Sugestão do companheiro Rafael!

Essa é mais uma dúvida freqüente de nossa língua. Muitos já consideram esses dois termos como sinônimos, mas existe, sim, uma diferença.

Digamos que o em vez de seja um curinga. Você pode usá-lo em qualquer situação - e aqui já pintou um efeito-caneca. Todo ao invés de é um em vez de, mas nem todo em vez de é um ao invés de.

Isso porque o ao invés de não é tão versátil. Ele tem uma aplicação bem mais restrita. Indo ao dicionário, você descobre que a palavra invés já significa lado oposto, avesso. Quando montamos o termo ao invés de, queremos associar duas coisas contrárias.

Tudo isso fica mais claro com exemplos.

1) Eu não passei de ano. Eu fui reprovado.
2) Ele não saiu. Preferiu ficar em casa.
3) Nós íamos ao teatro, mas acabamos no cinema.

Vamos ler as três frases. Quais delas têm claramente uma idéia de oposição? As duas primeiras, certo? Nestas, podemos escrever:

1) Ao invés de passar de ano, fui reprovado.
2) Ao invés de sair, ficou em casa.

Já a última frase não reúne idéias opostas. Ir ao cinema e ir ao teatro são coisas complementares. Daí, não podemos usar o ao invés de:

3) Em vez de ir ao cinema, nós fomos ao teatro.

Outros exemplos:

Ao invés de reduzir gastos, aumentou a dívida; ao invés de chover, fez sol... e por aí vai.

sábado, 29 de março de 2008

Mais sobre a reforma ortográfica

A queda de alguns acentos já foi tema de um post aqui. Ontem o Jornal Hoje voltou a falar do assunto. A novidade? O governo quer que as novas regras imperem já no ano letivo que vem. O que isso muda na sua vida? Dizem que menos de 2%.

Acontece que Portugal ainda tem oferecido alguma resistência. Reza o acordo, porém, que basta a adesão de três dos oito países que vivem o português para se aplicar a mudança.
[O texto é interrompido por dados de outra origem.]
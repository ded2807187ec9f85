//! XLSX reader
//!
//! Streams the workbook parts out of the ZIP container, decodes one
//! worksheet's cells, and assembles them into a trimmed matrix.

use std::fs::File;
use std::io::{BufReader, Read, Seek};
use std::path::Path;

use quick_xml::events::Event;
use quick_xml::reader::Reader;

use sheetmap_core::{CellRef, CellValue, Dimensions};

use crate::cell::{decode_cell_value, DecodeContext, RawCell};
use crate::date_format::DateFormatOptions;
use crate::error::{XlsxError, XlsxResult};
use crate::matrix::{assemble, Matrix, PlacedCell};
use crate::package::{parse_relationships, parse_workbook, WorkbookProperties};
use crate::shared_strings::parse_shared_strings;
use crate::styles::parse_styles;

/// Which sheet to read
#[derive(Debug, Clone, PartialEq, Eq)]
pub enum SheetSelector {
    /// 1-based position in workbook order
    Index(usize),
    /// Sheet display name
    Name(String),
}

impl Default for SheetSelector {
    fn default() -> Self {
        SheetSelector::Index(1)
    }
}

impl From<usize> for SheetSelector {
    fn from(index: usize) -> Self {
        SheetSelector::Index(index)
    }
}

impl From<&str> for SheetSelector {
    fn from(name: &str) -> Self {
        SheetSelector::Name(name.to_string())
    }
}

/// Caller-facing read configuration.
///
/// Every field has a documented default; unlike an ad hoc options bag, an
/// unknown option cannot be silently ignored.
pub struct ReadOptions {
    /// Sheet to read (default: the first sheet)
    pub sheet: SheetSelector,
    /// A format template the caller knows to be a date format
    pub date_format: Option<String>,
    /// Smart date-template detection (default on)
    pub smart_date_detection: bool,
    /// Override the workbook's date system; normally read from
    /// `xl/workbook.xml`
    pub epoch1904: Option<bool>,
    /// Trim surrounding whitespace from string values (default on)
    pub trim_strings: bool,
    /// Escape hatch for format-specific quirks: runs on the trimmed matrix
    /// before it is returned
    #[allow(clippy::type_complexity)]
    pub transform: Option<Box<dyn Fn(Vec<Vec<CellValue>>) -> Vec<Vec<CellValue>> + Send + Sync>>,
}

impl Default for ReadOptions {
    fn default() -> Self {
        Self {
            sheet: SheetSelector::default(),
            date_format: None,
            smart_date_detection: true,
            epoch1904: None,
            trim_strings: true,
            transform: None,
        }
    }
}

/// One sheet, read and trimmed
#[derive(Debug)]
pub struct SheetData {
    /// Trimmed matrix rows
    pub rows: Vec<Vec<CellValue>>,
    /// Original 0-based row index per surviving row; translates a post-trim
    /// row number back to the row in the untrimmed sheet
    pub row_index_map: Vec<usize>,
    /// Merged cell ranges declared by the sheet
    pub merged_cells: Vec<Dimensions>,
    /// Workbook properties (date system, sheet list)
    pub properties: WorkbookProperties,
}

/// XLSX file reader
pub struct XlsxReader;

impl XlsxReader {
    /// Read one sheet from a file path
    pub fn read_file<P: AsRef<Path>>(path: P, options: &ReadOptions) -> XlsxResult<SheetData> {
        let file = File::open(path)?;
        Self::read(file, options)
    }

    /// Read one sheet from a reader
    pub fn read<R: Read + Seek>(reader: R, options: &ReadOptions) -> XlsxResult<SheetData> {
        let mut archive = zip::ZipArchive::new(reader)?;

        // Verify this is an XLSX file
        if archive.by_name("[Content_Types].xml").is_err() {
            return Err(XlsxError::InvalidFormat(
                "Missing [Content_Types].xml".into(),
            ));
        }

        let part_paths = {
            let file = archive
                .by_name("xl/_rels/workbook.xml.rels")
                .map_err(|_| XlsxError::MissingPart("xl/_rels/workbook.xml.rels".into()))?;
            parse_relationships(BufReader::new(file))?
        };

        let properties = {
            let file = archive
                .by_name("xl/workbook.xml")
                .map_err(|_| XlsxError::MissingPart("xl/workbook.xml".into()))?;
            parse_workbook(BufReader::new(file))?
        };

        // Resolve the requested sheet to a worksheet part path.
        let (requested, relation_id) = match &options.sheet {
            SheetSelector::Index(index) => (
                index.to_string(),
                index
                    .checked_sub(1)
                    .and_then(|i| properties.sheets.get(i))
                    .and_then(|s| s.relation_id.clone()),
            ),
            SheetSelector::Name(name) => (
                name.clone(),
                properties
                    .sheets
                    .iter()
                    .find(|s| &s.name == name)
                    .and_then(|s| s.relation_id.clone()),
            ),
        };
        let sheet_path = relation_id
            .and_then(|rid| part_paths.sheets.get(&rid).cloned())
            .ok_or_else(|| XlsxError::SheetNotFound {
                requested,
                available: properties.sheet_names(),
            })?;

        let shared_strings = match &part_paths.shared_strings {
            Some(path) => match archive.by_name(path) {
                Ok(file) => parse_shared_strings(BufReader::new(file))?,
                // The relationship may dangle; no strings is valid.
                Err(_) => Vec::new(),
            },
            None => Vec::new(),
        };

        let styles = match &part_paths.styles {
            Some(path) => {
                let file = archive
                    .by_name(path)
                    .map_err(|_| XlsxError::MissingPart(path.clone()))?;
                parse_styles(BufReader::new(file))?
            }
            None => Vec::new(),
        };

        let decode_ctx = DecodeContext {
            shared_strings: &shared_strings,
            styles: &styles,
            epoch1904: options.epoch1904.unwrap_or(properties.epoch1904),
            date_format: DateFormatOptions {
                explicit_template: options.date_format.clone(),
                disable_smart_detection: !options.smart_date_detection,
            },
            trim_strings: options.trim_strings,
        };

        let worksheet = {
            let file = archive
                .by_name(&sheet_path)
                .map_err(|_| XlsxError::MissingPart(sheet_path.clone()))?;
            read_worksheet(BufReader::new(file), &decode_ctx)?
        };

        let dimensions = worksheet.dimensions.or_else(|| {
            Dimensions::bounding_box(worksheet.cells.iter().map(|c| &c.reference))
        });
        let matrix = match dimensions {
            Some(dimensions) => assemble(worksheet.cells, &dimensions).trim_trailing(),
            None => Matrix::default(),
        };

        let Matrix {
            rows,
            row_index_map,
        } = matrix;

        let rows = match &options.transform {
            Some(transform) => transform(rows),
            None => rows,
        };

        Ok(SheetData {
            rows,
            row_index_map,
            merged_cells: worksheet.merged_cells,
            properties,
        })
    }

    /// List the workbook's sheet names without reading any cells
    pub fn sheet_names<R: Read + Seek>(reader: R) -> XlsxResult<Vec<String>> {
        let mut archive = zip::ZipArchive::new(reader)?;
        let file = archive
            .by_name("xl/workbook.xml")
            .map_err(|_| XlsxError::MissingPart("xl/workbook.xml".into()))?;
        let properties = parse_workbook(BufReader::new(file))?;
        Ok(properties.sheet_names())
    }
}

struct ParsedWorksheet {
    cells: Vec<PlacedCell>,
    dimensions: Option<Dimensions>,
    merged_cells: Vec<Dimensions>,
}

/// Stream one worksheet part, decoding each `<c>` element as it closes.
fn read_worksheet<R: std::io::BufRead>(
    reader: R,
    ctx: &DecodeContext<'_>,
) -> XlsxResult<ParsedWorksheet> {
    let mut xml_reader = Reader::from_reader(reader);
    // Cell text is captured verbatim; whitespace handling belongs to the
    // decoder's trim option, not the XML layer.
    xml_reader.trim_text(false);

    let mut buf = Vec::new();

    let mut cells: Vec<PlacedCell> = Vec::new();
    let mut dimensions: Option<Dimensions> = None;
    let mut merged_cells: Vec<Dimensions> = Vec::new();

    // Current cell state
    let mut current_ref: Option<String> = None;
    let mut current_type: Option<String> = None;
    let mut current_style: Option<u32> = None;
    let mut current_value: Option<String> = None;
    let mut current_inline: Option<String> = None;
    let mut in_cell = false;
    let mut in_value = false;
    let mut in_inline_str = false;
    let mut in_inline_text = false;

    loop {
        let event = xml_reader.read_event_into(&mut buf)?;
        match event {
            Event::Start(ref e) | Event::Empty(ref e) => {
                let is_empty_element = matches!(event, Event::Empty(_));
                match e.name().as_ref() {
                    b"dimension" => {
                        for attr in e.attributes().flatten() {
                            if attr.key.as_ref() == b"ref" {
                                if let Ok(value) = attr.unescape_value() {
                                    // A malformed declared range is ignored in
                                    // favor of the computed bounding box.
                                    dimensions = Dimensions::parse(&value).ok();
                                }
                            }
                        }
                    }
                    b"mergeCell" => {
                        for attr in e.attributes().flatten() {
                            if attr.key.as_ref() == b"ref" {
                                if let Ok(value) = attr.unescape_value() {
                                    if let Ok(range) = Dimensions::parse(&value) {
                                        merged_cells.push(range);
                                    }
                                }
                            }
                        }
                    }
                    b"c" => {
                        in_cell = true;
                        current_ref = None;
                        current_type = None;
                        current_style = None;
                        current_value = None;
                        current_inline = None;

                        for attr in e.attributes().flatten() {
                            match attr.key.as_ref() {
                                b"r" => {
                                    current_ref =
                                        attr.unescape_value().ok().map(|s| s.to_string());
                                }
                                b"t" => {
                                    current_type =
                                        attr.unescape_value().ok().map(|s| s.to_string());
                                }
                                b"s" => {
                                    current_style = attr
                                        .unescape_value()
                                        .ok()
                                        .and_then(|s| s.parse::<u32>().ok());
                                }
                                _ => {}
                            }
                        }

                        // Self-closing <c/> carries no value; emit it now.
                        if is_empty_element {
                            in_cell = false;
                            push_cell(
                                &mut cells,
                                current_ref.take(),
                                current_type.take(),
                                None,
                                None,
                                current_style.take(),
                                ctx,
                            )?;
                        }
                    }
                    b"v" if in_cell => {
                        in_value = true;
                    }
                    b"is" if in_cell => {
                        in_inline_str = true;
                    }
                    b"t" if in_inline_str => {
                        in_inline_text = true;
                    }
                    _ => {}
                }
            }
            Event::End(e) => match e.name().as_ref() {
                b"c" => {
                    in_cell = false;
                    push_cell(
                        &mut cells,
                        current_ref.take(),
                        current_type.take(),
                        current_value.take(),
                        current_inline.take(),
                        current_style.take(),
                        ctx,
                    )?;
                }
                b"v" => {
                    in_value = false;
                }
                b"is" => {
                    in_inline_str = false;
                }
                b"t" if in_inline_str => {
                    in_inline_text = false;
                }
                _ => {}
            },
            Event::Text(e) => {
                if in_value {
                    if let Ok(text) = e.unescape() {
                        current_value
                            .get_or_insert_with(String::new)
                            .push_str(&text);
                    }
                } else if in_inline_text {
                    if let Ok(text) = e.unescape() {
                        current_inline
                            .get_or_insert_with(String::new)
                            .push_str(&text);
                    }
                }
            }
            Event::Eof => break,
            _ => {}
        }
        buf.clear();
    }

    Ok(ParsedWorksheet {
        cells,
        dimensions,
        merged_cells,
    })
}

fn push_cell(
    cells: &mut Vec<PlacedCell>,
    reference: Option<String>,
    type_tag: Option<String>,
    value: Option<String>,
    inline_string: Option<String>,
    style: Option<u32>,
    ctx: &DecodeContext<'_>,
) -> XlsxResult<()> {
    // A cell without an `r` attribute cannot be placed; nothing to keep.
    let reference = match reference {
        Some(r) => r,
        None => return Ok(()),
    };

    let raw = RawCell {
        reference: CellRef::parse(&reference)
            .map_err(|e| XlsxError::Parse(format!("invalid cell reference '{}': {}", reference, e)))?,
        type_tag,
        value,
        inline_string,
        style,
    };

    let value = decode_cell_value(&raw, ctx)?;
    cells.push(PlacedCell {
        reference: raw.reference,
        value,
    });
    Ok(())
}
Isso já aconteceu. Aposto, contudo, que vai rolar muita politicagem até lá.

Depois não reclamem de paranoia.

Em breve, numa banca perto de você...

Prepare-se para a batalha!!!

domingo, 23 de março de 2008

Deus e o diabo na terra dos sinônimos

Consultar dicionários pode ser uma atividade extremamente divertida!
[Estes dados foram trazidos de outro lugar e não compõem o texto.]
//! Excel day-serial date conversion
//!
//! Excel stores dates as "serial numbers": the count of days (possibly
//! fractional) since the fictitious "January 0, 1900". Workbooks created on
//! classic Mac Excel use an alternate epoch that is 1462 days later.

use chrono::{DateTime, NaiveDateTime};

/// Days between the 1900 Excel epoch and the Unix epoch.
///
/// Accounts for the 19 leap years in between (and for Excel's deliberate
/// "1900 was a leap year" Lotus 1-2-3 compatibility bug, which this constant
/// absorbs).
const DAYS_BEFORE_UNIX_EPOCH: f64 = (70 * 365 + 19) as f64;

/// Day offset of the 1904 (Mac) date system relative to the 1900 one.
const EPOCH_1904_OFFSET_DAYS: f64 = 1462.0;

const MS_PER_DAY: f64 = 24.0 * 60.0 * 60.0 * 1000.0;

/// Convert an Excel day serial to a calendar timestamp (UTC).
///
/// Fractional serials carry sub-day precision; the result is rounded to the
/// nearest millisecond. Leap seconds are ignored, consistent with standard
/// Unix-time semantics.
///
/// Returns `None` when the serial is not representable as a timestamp
/// (NaN, infinite, or out of `chrono`'s range).
pub fn serial_to_datetime(serial: f64, epoch1904: bool) -> Option<NaiveDateTime> {
    if !serial.is_finite() {
        return None;
    }

    let mut serial = serial;
    if epoch1904 {
        serial += EPOCH_1904_OFFSET_DAYS;
    }

    let millis = ((serial - DAYS_BEFORE_UNIX_EPOCH) * MS_PER_DAY).round();
    if millis < i64::MIN as f64 || millis > i64::MAX as f64 {
        return None;
    }

    DateTime::from_timestamp_millis(millis as i64).map(|dt| dt.naive_utc())
}

/// Convert a calendar timestamp (UTC) back to an Excel day serial.
pub fn datetime_to_serial(datetime: NaiveDateTime, epoch1904: bool) -> f64 {
    let millis = datetime.and_utc().timestamp_millis() as f64;
    let mut serial = millis / MS_PER_DAY + DAYS_BEFORE_UNIX_EPOCH;
    if epoch1904 {
        serial -= EPOCH_1904_OFFSET_DAYS;
    }
    serial
}

#[cfg(test)]
mod tests {
    use super::*;
    use chrono::{NaiveDate, Timelike};
    use pretty_assertions::assert_eq;

    fn date(y: i32, m: u32, d: u32) -> NaiveDateTime {
        NaiveDate::from_ymd_opt(y, m, d)
            .unwrap()
            .and_hms_opt(0, 0, 0)
            .unwrap()
    }

    #[test]
    fn test_known_serials() {
        // 43183 is 2018-03-24.
        assert_eq!(serial_to_datetime(43183.0, false).unwrap(), date(2018, 3, 24));
        // 25569 is the Unix epoch itself.
        assert_eq!(serial_to_datetime(25569.0, false).unwrap(), date(1970, 1, 1));
    }

    #[test]
    fn test_epoch_1904() {
        // The same calendar day is 1462 serials earlier in the 1904 system.
        assert_eq!(
            serial_to_datetime(43183.0 - 1462.0, true).unwrap(),
            date(2018, 3, 24)
        );
    }

    #[test]
    fn test_fractional_serial() {
        // 0.5 of a day is noon.
        let dt = serial_to_datetime(43183.5, false).unwrap();
        assert_eq!(dt.date(), date(2018, 3, 24).date());
        assert_eq!(dt.hour(), 12);
        assert_eq!(dt.minute(), 0);
    }

    #[test]
    fn test_round_trip() {
        for epoch1904 in [false, true] {
            // A spread of whole days across a century, including leap days.
            for serial in [367.0, 25569.0, 36526.0, 43183.0, 44620.0, 73050.0] {
                let dt = serial_to_datetime(serial, epoch1904).unwrap();
                let back = datetime_to_serial(dt, epoch1904);
                assert!(
                    (back - serial).abs() < 1e-9,
                    "serial {} round-tripped to {}",
                    serial,
                    back
                );
            }
        }
    }

    #[test]
    fn test_unrepresentable() {
        assert_eq!(serial_to_datetime(f64::NAN, false), None);
        assert_eq!(serial_to_datetime(f64::INFINITY, false), None);
        assert_eq!(serial_to_datetime(1e300, false), None);
    }
}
E não me refiro apenas a palavrões que só existem na Medicina ou na Botânica. Falo das surpresas que pululam de onde menos se espera.


Sinônimos, por exemplo, podem nos surpreender. E eu me escangalhei de rir ao tomar conhecimento de duas constelações de palavras que usamos com freqüência.


A primeira é diabo; a segunda, meretriz.


Ambas têm quase uma centena de sinônimos — e não estou contando as derivações menores.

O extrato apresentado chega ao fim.